DENVER — A major spring snowstorm dumped at least a foot of snow across the Colorado-Wyoming state line on Thursday, canceling hundreds of flights, shutting down schools and making roads treacherous.
Wyoming authorities reported at least 33 people were injured in three pileups involving about 50 vehicles on Interstate 25 just south of the state line, leading Colorado officials to close the highway for more than 40 miles south of Cheyenne. The interstate is the main north-south thoroughfare in Colorado.
Aaron Fowler, chief of Laramie County Fire District 1 in Wyoming, said many other vehicles also slid off the road while trying to avoid the wrecks.
"Visibility when I arrived on the scene was, I would say, 100 yards _ very high winds and blizzard conditions," Fowler said.
Winds were gusting to nearly 40 mph in Denver, about 100 miles south of Cheyenne. The Regional Transportation District, the Denver-area mass-transit service, pulled its buses off the roads in Longmont, Colo., 30 miles north of Denver because of whiteout conditions.
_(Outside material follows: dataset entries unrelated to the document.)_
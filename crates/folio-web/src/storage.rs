#![forbid(unsafe_code)]

//! `localStorage`-backed preference store.

use folio_core::preference::{PreferenceStore, StorageError, StorageResult};
use wasm_bindgen::JsValue;
use web_sys::{Storage, Window};

pub(crate) fn js_error_string(err: &JsValue) -> String {
    err.as_string()
        .or_else(|| {
            js_sys::JSON::stringify(err)
                .ok()
                .and_then(|s| s.as_string())
        })
        .unwrap_or_else(|| "unknown JS error".to_string())
}

pub(crate) struct LocalStorage {
    storage: Storage,
}

impl LocalStorage {
    /// Open the window's `localStorage`. Fails when storage is disabled
    /// (privacy modes, sandboxed frames).
    pub(crate) fn open(window: &Window) -> StorageResult<Self> {
        match window.local_storage() {
            Ok(Some(storage)) => Ok(Self { storage }),
            Ok(None) => Err(StorageError::Unavailable("localStorage missing".into())),
            Err(err) => Err(StorageError::Unavailable(js_error_string(&err))),
        }
    }
}

impl PreferenceStore for LocalStorage {
    fn name(&self) -> &str {
        "localStorage"
    }

    fn get(&self, key: &str) -> StorageResult<Option<String>> {
        self.storage
            .get_item(key)
            .map_err(|err| StorageError::Rejected(js_error_string(&err)))
    }

    fn set(&mut self, key: &str, value: &str) -> StorageResult<()> {
        self.storage
            .set_item(key, value)
            .map_err(|err| StorageError::Rejected(js_error_string(&err)))
    }
}
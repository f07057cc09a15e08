#![forbid(unsafe_code)]

//! The document structure the controller expects.

pub const THEME_TOGGLE: &str = "#theme-toggle";
pub const CURSOR: &str = ".cursor";
pub const CURSOR_FOLLOWER: &str = ".cursor-follower";
pub const HAMBURGER: &str = "#hamburger";
pub const NAV_MENU: &str = "#nav-menu";
pub const NAV_LINKS: &str = ".nav-link";
pub const NAVBAR: &str = "#navbar";
pub const HERO_CONTENT: &str = "#hero .hero-content";
/// Sections that nav links can point at.
pub const SECTIONS: &str = "section[id]";
/// Fade-in candidates.
pub const REVEAL: &str = "section, .project-card, .skill-card";
/// Elements that enlarge the custom cursor on hover.
pub const INTERACTIVE: &str = "a, button, .project-card, .skill-card, .contact-link";
/// In-page anchors handled by smooth scrolling.
pub const ANCHORS: &str = "a[href^=\"#\"]";
pub const IMAGES: &str = "img";

/// Selector for the element an in-page `href` points at.
///
/// Returns `None` for a bare `#` and for anything that is not a simple
/// fragment, so the host never hands `querySelector` a string that throws.
#[must_use]
pub fn anchor_target(href: &str) -> Option<&str> {
    let id = href.strip_prefix('#')?;
    let mut chars = id.chars();
    let first = chars.next()?;
    let valid_start = first.is_alphabetic() || first == '_' || first == '-';
    let valid_rest = chars.all(|c| c.is_alphanumeric() || c == '_' || c == '-');
    (valid_start && valid_rest).then_some(href)
}
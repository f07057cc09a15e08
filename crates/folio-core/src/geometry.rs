#![forbid(unsafe_code)]

//! Viewport-space geometry shared by the pointer and scroll behaviors.

/// A point in CSS pixels, relative to the viewport.
#[derive(Debug, Clone, Copy, PartialEq, Default)]
pub struct Point {
    pub x: f64,
    pub y: f64,
}

impl Point {
    /// The viewport origin.
    pub const ORIGIN: Self = Self { x: 0.0, y: 0.0 };

    #[must_use]
    pub const fn new(x: f64, y: f64) -> Self {
        Self { x, y }
    }

    /// Move `factor` of the way from `self` toward `target`.
    ///
    /// `factor` is clamped to `[0, 1]`, so the result never passes `target`.
    #[must_use]
    pub fn lerp_toward(self, target: Self, factor: f64) -> Self {
        let t = factor.clamp(0.0, 1.0);
        Self {
            x: self.x + (target.x - self.x) * t,
            y: self.y + (target.y - self.y) * t,
        }
    }

    /// Euclidean distance to `other`.
    #[must_use]
    pub fn distance_to(self, other: Self) -> f64 {
        (other.x - self.x).hypot(other.y - self.y)
    }
}

/// Format a pixel length the way the DOM style setters expect it.
#[must_use]
pub fn px(value: f64) -> String {
    format!("{value}px")
}
#![forbid(unsafe_code)]

//! Mobile navigation menu.
//!
//! The open flag is mirrored as the `active` class on both the hamburger
//! button and the menu panel. Every transition emits the class for both
//! elements together, so the two flags can never disagree.

use crate::effect::{Effect, Effects, Target};

/// Class that marks the menu (and its button) as open.
pub const OPEN_CLASS: &str = "active";

/// Input to the menu.
#[derive(Debug, Clone, Copy, PartialEq, Eq, Hash)]
pub enum MenuInput {
    /// The hamburger button was activated.
    Toggle,
    /// A navigation link inside the menu was activated.
    LinkActivated,
    /// A click landed somewhere in the document. `inside` is true when the
    /// click target is contained by the button or the panel.
    DocumentClick { inside: bool },
}

/// Open/closed state of the mobile menu.
#[derive(Debug, Clone, Copy, PartialEq, Eq, Default)]
pub struct MenuState {
    open: bool,
}

impl MenuState {
    #[must_use]
    pub const fn is_open(self) -> bool {
        self.open
    }

    /// Apply `input` and return the class changes.
    ///
    /// Inside clicks produce no effects; the button's own handler already
    /// toggled the state for the same click.
    pub fn apply(&mut self, input: MenuInput) -> Effects {
        let next = match input {
            MenuInput::Toggle => !self.open,
            MenuInput::LinkActivated => false,
            MenuInput::DocumentClick { inside: true } => return Vec::new(),
            MenuInput::DocumentClick { inside: false } => false,
        };
        self.open = next;
        Self::effects_for(next)
    }

    fn effects_for(open: bool) -> Effects {
        if open {
            vec![
                Effect::add_class(Target::Hamburger, OPEN_CLASS),
                Effect::add_class(Target::NavMenu, OPEN_CLASS),
            ]
        } else {
            vec![
                Effect::remove_class(Target::Hamburger, OPEN_CLASS),
                Effect::remove_class(Target::NavMenu, OPEN_CLASS),
            ]
        }
    }
}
"I saw three flipped cars," said Zachary Whitaker, who spent four hours driving his grandmother to the Denver airport from Gering, Neb. "Five more run off the road. Cars in ditches all over."
Denver and large swaths of the state's eastern half were under a blizzard warning Thursday while most of the state was under a winter storm warning. Gov. Bill Ritter declared a state of emergency and activated the National Guard, though its mission was not immediately disclosed.
Forecasters predicted up to 2 feet of snow south and east of Denver by Friday and up to 15 inches in the city itself. More than a foot of snow was expected in the foothills west of Denver.
At Denver International Airport, Frontier Airlines canceled 54 flights and its Lynx commuter affiliate canceled 33, spokesman Steve Snyder said. Southwest Airlines canceled at least 82 flights.
Dozens of school districts called off classes Thursday, although many already were closed for spring break. The University of Colorado in Boulder and Colorado State University in Fort Collins shut down early.
At the state Capitol in Denver, lawmakers in the House challenged their counterparts in the Senate to a snowball fight on the statehouse lawn after both chambers and many state and federal courts closed early.
The storm was welcome news to some after a dry winter marked by repeated brush fires and fire warnings.
"It may disrupt some guys who were in the field planting," said Shawn Martini, a spokesman for the Colorado Farm Bureau. "But at this point, they can delay that because the water is more important."